Any time I've tried to point this out, I've been shouted down by hysterical people (such as relex) squawking that because it may be possible to generate two messages with the same MD5 hash, SHA-1 is automatically broken. Um, no. They're two totally different algorithms. Use some common sense, people. I'm as cautious as the next person but screaming about how "all hash algos are insecure" is hyperbole at its worst.
Note to M1-ers: a curt but otherwise insightful message is not "Flamebait" or "Troll".
In many situations any data inconsistancy can cause catastrophe. When distributing binaries it isn't that big of a deal, however there are other applications of hashing algorithms.
Think about forensics: Someone gets arrested, computer confiscated. The first thing that happens is a hash checksum is ran of the disk, then a disk image is made, then the image checksum is verified to make sure that it is the same as the original disk. If the checksum of the original disk ever changes, the evidence is useless. When there are collisions in the algorithm, the checksum cannot prove, beyond a reasonable doubt, that the data has not been tampered with. Especially when the hashing algorithm is ran on 20 or more gigabytes of data, which is the typical case in forensics.
you don't have to generate specific malicious code in order to exploit md5.
merely creating pure trash would be sufficient, think of the case of BIOS or other firmware. create random garbage with the same md5 hash and voila, you've turned your victim's PC/laptop/celphone/pda/etc into a doorstop.
there are many other ways that md5 can be exploited, this is only one.
The world is going to end! Giant asteroids will destroy all life on earth!
Oops, wrong article. Um... The world is going to end! Global warming... um, well... the Patriot Act... umm...

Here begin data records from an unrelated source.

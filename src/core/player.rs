//! Seat identification and per-seat data storage.
//!
//! ## PlayerId
//!
//! Type-safe seat index. Seat 0 always opens the first attack of a round.
//!
//! ## PlayerMap
//!
//! Per-seat storage backed by `Vec` for O(1) access, indexed by `PlayerId`.
//! Hands, bonus-discard counters, match scores and discard histories all
//! live in one of these.

use serde::{Deserialize, Serialize};
use std::ops::{Index, IndexMut};

/// Seat identifier.
///
/// Seat indices are 0-based: the first seat is `PlayerId(0)`.
#[derive(Clone, Copy, Debug, PartialEq, Eq, Hash, PartialOrd, Ord, Serialize, Deserialize)]
pub struct PlayerId(pub u8);

impl PlayerId {
    /// Create a new seat ID.
    #[must_use]
    pub const fn new(id: u8) -> Self {
        Self(id)
    }

    /// Get the raw seat index (0-based).
    #[must_use]
    pub const fn index(self) -> usize {
        self.0 as usize
    }

    /// The seat after this one, wrapping around the table.
    ///
    /// ```
    /// use tiger_dragon::core::PlayerId;
    ///
    /// assert_eq!(PlayerId::new(1).next(4), PlayerId::new(2));
    /// assert_eq!(PlayerId::new(3).next(4), PlayerId::new(0));
    /// ```
    #[must_use]
    pub fn next(self, player_count: usize) -> Self {
        Self(((self.index() + 1) % player_count) as u8)
    }

    /// Iterate over all seats for a game with `player_count` players.
    pub fn all(player_count: usize) -> impl Iterator<Item = PlayerId> {
        (0..player_count as u8).map(PlayerId)
    }
}

impl std::fmt::Display for PlayerId {
    fn fmt(&self, f: &mut std::fmt::Formatter<'_>) -> std::fmt::Result {
        write!(f, "Seat {}", self.0)
    }
}

/// Per-seat data storage with O(1) access.
///
/// ## Example
///
/// ```
/// use tiger_dragon::core::{PlayerId, PlayerMap};
///
/// let mut scores: PlayerMap<i32> = PlayerMap::with_value(4, 0);
/// scores[PlayerId::new(2)] += 5;
/// assert_eq!(scores[PlayerId::new(2)], 5);
/// assert_eq!(scores.values().sum::<i32>(), 5);
/// ```
#[derive(Clone, Debug, PartialEq, Eq, Hash, Serialize, Deserialize)]
#[serde(transparent)]
pub struct PlayerMap<T> {
    data: Vec<T>,
}

impl<T> PlayerMap<T> {
    /// Create a new PlayerMap with values from a factory function.
    pub fn new(player_count: usize, factory: impl Fn(PlayerId) -> T) -> Self {
        assert!(player_count > 0, "Must have at least 1 player");
        assert!(player_count <= 255, "At most 255 players supported");

        let data = (0..player_count as u8)
            .map(|i| factory(PlayerId(i)))
            .collect();

        Self { data }
    }

    /// Create a new PlayerMap from values in seat order.
    pub fn from_vec(data: Vec<T>) -> Self {
        assert!(!data.is_empty(), "Must have at least 1 player");
        assert!(data.len() <= 255, "At most 255 players supported");
        Self { data }
    }

    /// Create a new PlayerMap with all entries set to the same value.
    pub fn with_value(player_count: usize, value: T) -> Self
    where
        T: Clone,
    {
        Self::new(player_count, |_| value.clone())
    }

    /// Create a new PlayerMap with default values.
    pub fn with_default(player_count: usize) -> Self
    where
        T: Default,
    {
        Self::new(player_count, |_| T::default())
    }

    /// Get the number of seats.
    #[must_use]
    pub fn player_count(&self) -> usize {
        self.data.len()
    }

    /// Check whether `player` is a seat of this map.
    #[must_use]
    pub fn contains(&self, player: PlayerId) -> bool {
        player.index() < self.data.len()
    }

    /// Iterate over (PlayerId, &T) pairs.
    pub fn iter(&self) -> impl Iterator<Item = (PlayerId, &T)> {
        self.data
            .iter()
            .enumerate()
            .map(|(i, v)| (PlayerId(i as u8), v))
    }

    /// Iterate over values in seat order.
    pub fn values(&self) -> impl Iterator<Item = &T> {
        self.data.iter()
    }

    /// Iterate mutably over values in seat order.
    pub fn values_mut(&mut self) -> impl Iterator<Item = &mut T> {
        self.data.iter_mut()
    }

    /// Build a new map by applying `f` to every entry.
    pub fn map<U>(&self, f: impl Fn(&T) -> U) -> PlayerMap<U> {
        PlayerMap {
            data: self.data.iter().map(f).collect(),
        }
    }
}

impl<T> Index<PlayerId> for PlayerMap<T> {
    type Output = T;

    fn index(&self, player: PlayerId) -> &Self::Output {
        &self.data[player.index()]
    }
}

impl<T> IndexMut<PlayerId> for PlayerMap<T> {
    fn index_mut(&mut self, player: PlayerId) -> &mut Self::Output {
        &mut self.data[player.index()]
    }
}

#[cfg(test)]
mod tests {
    use super::*;

    #[test]
    fn test_player_id_next_wraps() {
        assert_eq!(PlayerId::new(0).next(2), PlayerId::new(1));
        assert_eq!(PlayerId::new(1).next(2), PlayerId::new(0));
        assert_eq!(PlayerId::new(4).next(5), PlayerId::new(0));
        assert_eq!(format!("{}", PlayerId::new(3)), "Seat 3");
    }

    #[test]
    fn test_player_id_all() {
        let players: Vec<_> = PlayerId::all(3).collect();
        assert_eq!(players, vec![PlayerId::new(0), PlayerId::new(1), PlayerId::new(2)]);
    }

    #[test]
    fn test_player_map_new_and_index() {
        let mut map: PlayerMap<i32> = PlayerMap::new(4, |p| p.index() as i32 * 10);

        assert_eq!(map[PlayerId::new(3)], 30);
        map[PlayerId::new(1)] = 7;
        assert_eq!(map[PlayerId::new(1)], 7);
        assert!(map.contains(PlayerId::new(3)));
        assert!(!map.contains(PlayerId::new(4)));
    }

    #[test]
    fn test_player_map_map_and_iter() {
        let map: PlayerMap<Vec<u8>> = PlayerMap::new(3, |p| vec![0; p.index()]);
        let lens = map.map(Vec::len);

        let pairs: Vec<_> = lens.iter().map(|(p, n)| (p.index(), *n)).collect();
        assert_eq!(pairs, vec![(0, 0), (1, 1), (2, 2)]);
    }

    #[test]
    fn test_player_map_serialization() {
        let map: PlayerMap<i32> = PlayerMap::new(2, |p| p.index() as i32 + 1);
        let json = serde_json::to_string(&map).unwrap();
        assert_eq!(json, "[1,2]");
        let deserialized: PlayerMap<i32> = serde_json::from_str(&json).unwrap();
        assert_eq!(map, deserialized);
    }

    #[test]
    #[should_panic(expected = "Must have at least 1 player")]
    fn test_player_map_zero_players() {
        let _: PlayerMap<i32> = PlayerMap::with_value(0, 0);
    }
}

Well, it's not that bad. Somebody might be able to flip four very carefully selected bits in a file, and still produce the same MD5 hash. This could let me, for example, create an executable that had a normal, benign behaviour, and an evil trojan behaviour, and have one of the bits that I flip change a conditional so that the trojan behaviour was activated. (Note that open source tends to be immune to this kind of nonsense, since in the source code, the actual trojan part - not the conditional that activates it, but the actual evil payload - tends to stick out like a sore thumb.)
Note well that this does not let me create an evil version of somebody else's file. It only lets me create two closely related files, one of which differs by four bits from the other. I have to be able to construct the benign file in such a way that I can turn it into an evil file by changing four bits. And it can't be just any four bits, either; it's a very specific four bits.
So this isn't the end of the world. What it means is that you can't quite trust MD5 to guarantee that you got exactly, bit-for-bit, what you think you got.
But really, this new situation isn't much worse than what we had before. I mean, I could simply have the evil behaviour activated by the date, or by the IP address of the installed machine, or whatever, and get somebody else (who never saw the evil part run) to state that the program did what it was supposed to. Having an MD5 hash doesn't guarantee that the program isn't evil. Bottom line: don't run code written by bad people, whether it has a valid MD5 or not. (I know, I know. How do you tell who the bad people are? That's a hard question, but my point is that a valid MD5 has never told you whether the authors were bad people or not.)
"SHA1 is a totally different algorithm, so it's still perfectly safe."
Yes and no. MD5 collisions are not SHA1 collisions, and the attack that generated the MD5 collisions doesn't seem to be applicable to SHA1, or its authors would have published collisions on SHA1. The published collisions on several other algorithms: HAVAL-128, MD4, and RIPEMD. They also say that their method will work against SHA0. All these hash functions share similar design principles. It seems highly probable that the MD5 attack will have at least some applicability to SHA1 even though it isn't directly an attack against SHA1. Also, other researchers have published results against SHA1. In particular, Biham and Chen con produce collisions on reduced versions of SHA1 with up to about 40 rounds (the full hash function has 80). That isn't a break of the full hash function, and there's no guaranteed it can be extended to more rounds, but it looks worrisome.
"This attack produces two messages with the same hash, no guarantee what that hash would be, instead of one message with a chosen desired hash, so it isn't a threat to real systems."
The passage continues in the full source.